What I don’t agree with is, well, everything else Ehrenreich says. In addition to vilifying our Protestant forebearers and criticizing those who seek silver linings in clouds like breast cancer or layoffs, Ehrenrich takes the opportunity to jump on her favorite hobby-horse: poverty. According to Ehrenreich, poverty is the result of positive thinking’s insistence on a free-market economy; but “positive thinkers” put down those in poverty as being there because they just don’t think positively enough. To hear Ehrenreich describe it, it’s a vicious cycle that pretty much destroys everyone–except those evil robber barons in the top x% of the American economy, who trample all over the little people…
Ad nauseum.
Anyway, this could have been a good book. It’s certainly a fascinating topic. But Ehrenreich’s biases make it just another “complain about conservatives and scream that the sky is falling” story.

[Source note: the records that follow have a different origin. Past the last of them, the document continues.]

use anyhow::Result;
use clap::Args;
use std::path::PathBuf;

use risk_engine::application::AssessmentService;
use risk_engine::infrastructure::CsvReportSink;

use super::timeline::TimelineArgs;
use super::ScenarioArgs;
use crate::core::config::RiskConfig;
use crate::ui::{Icon, Theme};

#[derive(Args, Debug)]
pub struct ExportCommand {
    #[command(flatten)]
    pub scenario: ScenarioArgs,

    #[command(flatten)]
    pub timeline: TimelineArgs,

    /// Directory for the exported files
    #[arg(short, long)]
    pub out_dir: Option<PathBuf>,
}

impl ExportCommand {
    pub fn execute(self, config: &RiskConfig) -> Result<()> {
        cliclack::intro(console::style("Conflict Risk Export").bold())?;

        let simulator = self.timeline.simulator(&config.timeline)?;
        let service = AssessmentService::new(simulator);
        let report = service.assess_seeded(
            &self.scenario.preset,
            &self.scenario.overrides(),
            self.timeline.seed,
        );

        cliclack::log::info(format!(
            "{} · Estimated Conflict Risk {}",
            report.preset,
            Theme::risk(report.risk)
        ))?;

        let out_dir = self.out_dir.unwrap_or_else(|| config.export.out_dir.clone());
        let sink = CsvReportSink::new(&out_dir);

        match service.export(&report, &sink) {
            Ok(files) => {
                cliclack::log::success(format!(
                    "{} {}\n{} {}",
                    Icon::File,
                    Theme::muted(files.scenario.display()),
                    Icon::File,
                    Theme::muted(files.timeline.display())
                ))?;
                cliclack::outro(format!("{} Scenario and timeline exported.", Icon::Check))?;
                Ok(())
            }
            Err(e) => {
                cliclack::outro_cancel("Nothing else was changed.")?;
                Err(e)
            }
        }
    }
}
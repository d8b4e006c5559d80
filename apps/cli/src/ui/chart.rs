//! Plain-text charts for the terminal.

use risk_engine::domain::TimelinePoint;

const BAR: &str = "█";
const MARKER: &str = "●";
const COLUMN_WIDTH: usize = 6;

/// Horizontal bars scaled so the largest value spans `width` cells.
/// Non-positive values get an empty bar.
pub fn bar_chart(rows: &[(&str, f64)], width: usize) -> String {
    let label_width = rows.iter().map(|(label, _)| label.chars().count()).max().unwrap_or(0);
    let max = rows.iter().map(|(_, v)| *v).fold(f64::NEG_INFINITY, f64::max);

    rows.iter()
        .map(|(label, value)| {
            let len = if max > 0.0 && *value > 0.0 {
                ((value / max) * width as f64).round() as usize
            } else {
                0
            };
            format!(
                "{:<lw$} │{} {:.2}%",
                label,
                BAR.repeat(len),
                value,
                lw = label_width
            )
        })
        .collect::<Vec<_>>()
        .join("\n")
}

/// Risk-over-time plot with one marker per year on a `height`-row grid.
pub fn line_chart(points: &[TimelinePoint], height: usize) -> String {
    if points.is_empty() {
        return String::new();
    }
    let height = height.max(2);

    let (mut lo, mut hi) = points.iter().fold((f64::INFINITY, f64::NEG_INFINITY), |(lo, hi), p| {
        (lo.min(p.risk), hi.max(p.risk))
    });
    if hi - lo < 1e-9 {
        lo -= 0.01;
        hi += 0.01;
    }
    let step = (hi - lo) / (height - 1) as f64;

    let row_of = |risk: f64| ((hi - risk) / step).round() as usize;

    let mut lines = Vec::with_capacity(height + 2);
    for row in 0..height {
        let axis_value = hi - row as f64 * step;
        let cells: String = points
            .iter()
            .map(|p| {
                let mark = if row_of(p.risk) == row { MARKER } else { " " };
                format!("{:^w$}", mark, w = COLUMN_WIDTH)
            })
            .collect();
        lines.push(format!("{:>7.2} │{}", axis_value, cells));
    }

    lines.push(format!("{:>7} └{}", "", "─".repeat(points.len() * COLUMN_WIDTH)));
    let years: String = points
        .iter()
        .map(|p| format!("{:^w$}", p.year, w = COLUMN_WIDTH))
        .collect();
    lines.push(format!("{:>7}  {}", "", years));

    lines.join("\n")
}
use owo_colors::OwoColorize;
use std::fmt;

/// The central theme definition for the conflict-risk CLI.
/// Defines the color palette and iconography.
pub struct Theme;

impl Theme {
    /// Primary color (Cyan) - headings, preset names.
    pub fn primary(text: impl fmt::Display) -> String {
        format!("{}", text.cyan().bold())
    }

    pub fn bold(text: impl fmt::Display) -> String {
        format!("{}", text.bold())
    }

    /// Success Color (Green)
    pub fn success(text: impl fmt::Display) -> String {
        format!("{}", text.green().bold())
    }

    /// Warning Color (Yellow)
    pub fn warning(text: impl fmt::Display) -> String {
        format!("{}", text.yellow().bold())
    }

    /// Error Color (Red)
    pub fn error(text: impl fmt::Display) -> String {
        format!("{}", text.red().bold())
    }

    /// Muted/Dimmed - metadata, seeds, file paths.
    pub fn muted(text: impl fmt::Display) -> String {
        format!("{}", text.dimmed())
    }

    /// A risk percentage colored by band.
    pub fn risk(value: f64) -> String {
        let text = format!("{:.2}%", value);
        match RiskBand::of(value) {
            RiskBand::Low => Self::success(text),
            RiskBand::Elevated => Self::warning(text),
            RiskBand::High => Self::error(text),
        }
    }
}

/// Display bands for a risk value. The bands only affect coloring.
#[derive(Debug, Clone, Copy, PartialEq, Eq)]
pub enum RiskBand {
    Low,
    Elevated,
    High,
}

impl RiskBand {
    pub fn of(value: f64) -> Self {
        if value < 7.0 {
            RiskBand::Low
        } else if value < 8.0 {
            RiskBand::Elevated
        } else {
            RiskBand::High
        }
    }
}

impl fmt::Display for RiskBand {
    fn fmt(&self, f: &mut fmt::Formatter<'_>) -> fmt::Result {
        match self {
            RiskBand::Low => write!(f, "🟢 Low"),
            RiskBand::Elevated => write!(f, "🟡 Elevated"),
            RiskBand::High => write!(f, "🔴 High"),
        }
    }
}

/// Usage: `println!("{} Exported", Icon::File)`
pub enum Icon {
    Globe,
    Chart,
    Dice,
    File,
    Check,
}

impl fmt::Display for Icon {
    fn fmt(&self, f: &mut fmt::Formatter<'_>) -> fmt::Result {
        let icon = match self {
            Icon::Globe => "🌍",
            Icon::Chart => "📈",
            Icon::Dice => "🎲",
            Icon::File => "📄",
            Icon::Check => "✔",
        };
        write!(f, "{}", icon)
    }
}

#[cfg(test)]
mod tests {
    use super::*;

    #[test]
    fn test_bands() {
        assert_eq!(RiskBand::of(6.9), RiskBand::Low);
        assert_eq!(RiskBand::of(7.7389), RiskBand::Elevated);
        assert_eq!(RiskBand::of(8.2756), RiskBand::High);
    }
}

Just like everything Ehrenreich writes.
Someday, I’m going to wise up and stop hoping that she’ll break out of her ideological narrowness. Until then, I guess I’ll just have to settle with writing rather pessimistic reviews of her books.
Sorry to be a downer.
Rating: 0 stars
Category:Optimism? Journalism? Pseudo-political commentary?
Synopsis:Ehrenreich briefly refutes the cult of positive thinking–and then complains for a good long time about the condition of America and how things are getting worse rather than better and…
Recommendation: Yeah. Not sure I really need to say anything more than I’ve already said. I’m not recommending this one.
That’s a hard one. I don’t pretend to know much about Calvinism or Christina Science but I DO NOT agree with the Prosperity message that is being preached so very much. We are not promised a rose garden. We will suffer, Christ Himself did…For a preacher to stand up in front of a congregation who is suffering and tell them that this is the year that things are going to get better is just complete nonscense! I am not a negative person as you would think of negativity, but I “see the world as it is” and I pray a lot. The Lord knows the end and that is all that matters to me. I am not going to sit and worry about every little thing. If I should end up with cancer, as my mother and her mother, then so be it. The Lord will see me through or take me home!
Keeping our tongues closely garded because as believers others are watching our responses to lots of things…I will get off my soap box. Thanks for sharing!
boy I messed up a few words in my flurry to get that comment posted. Sorry.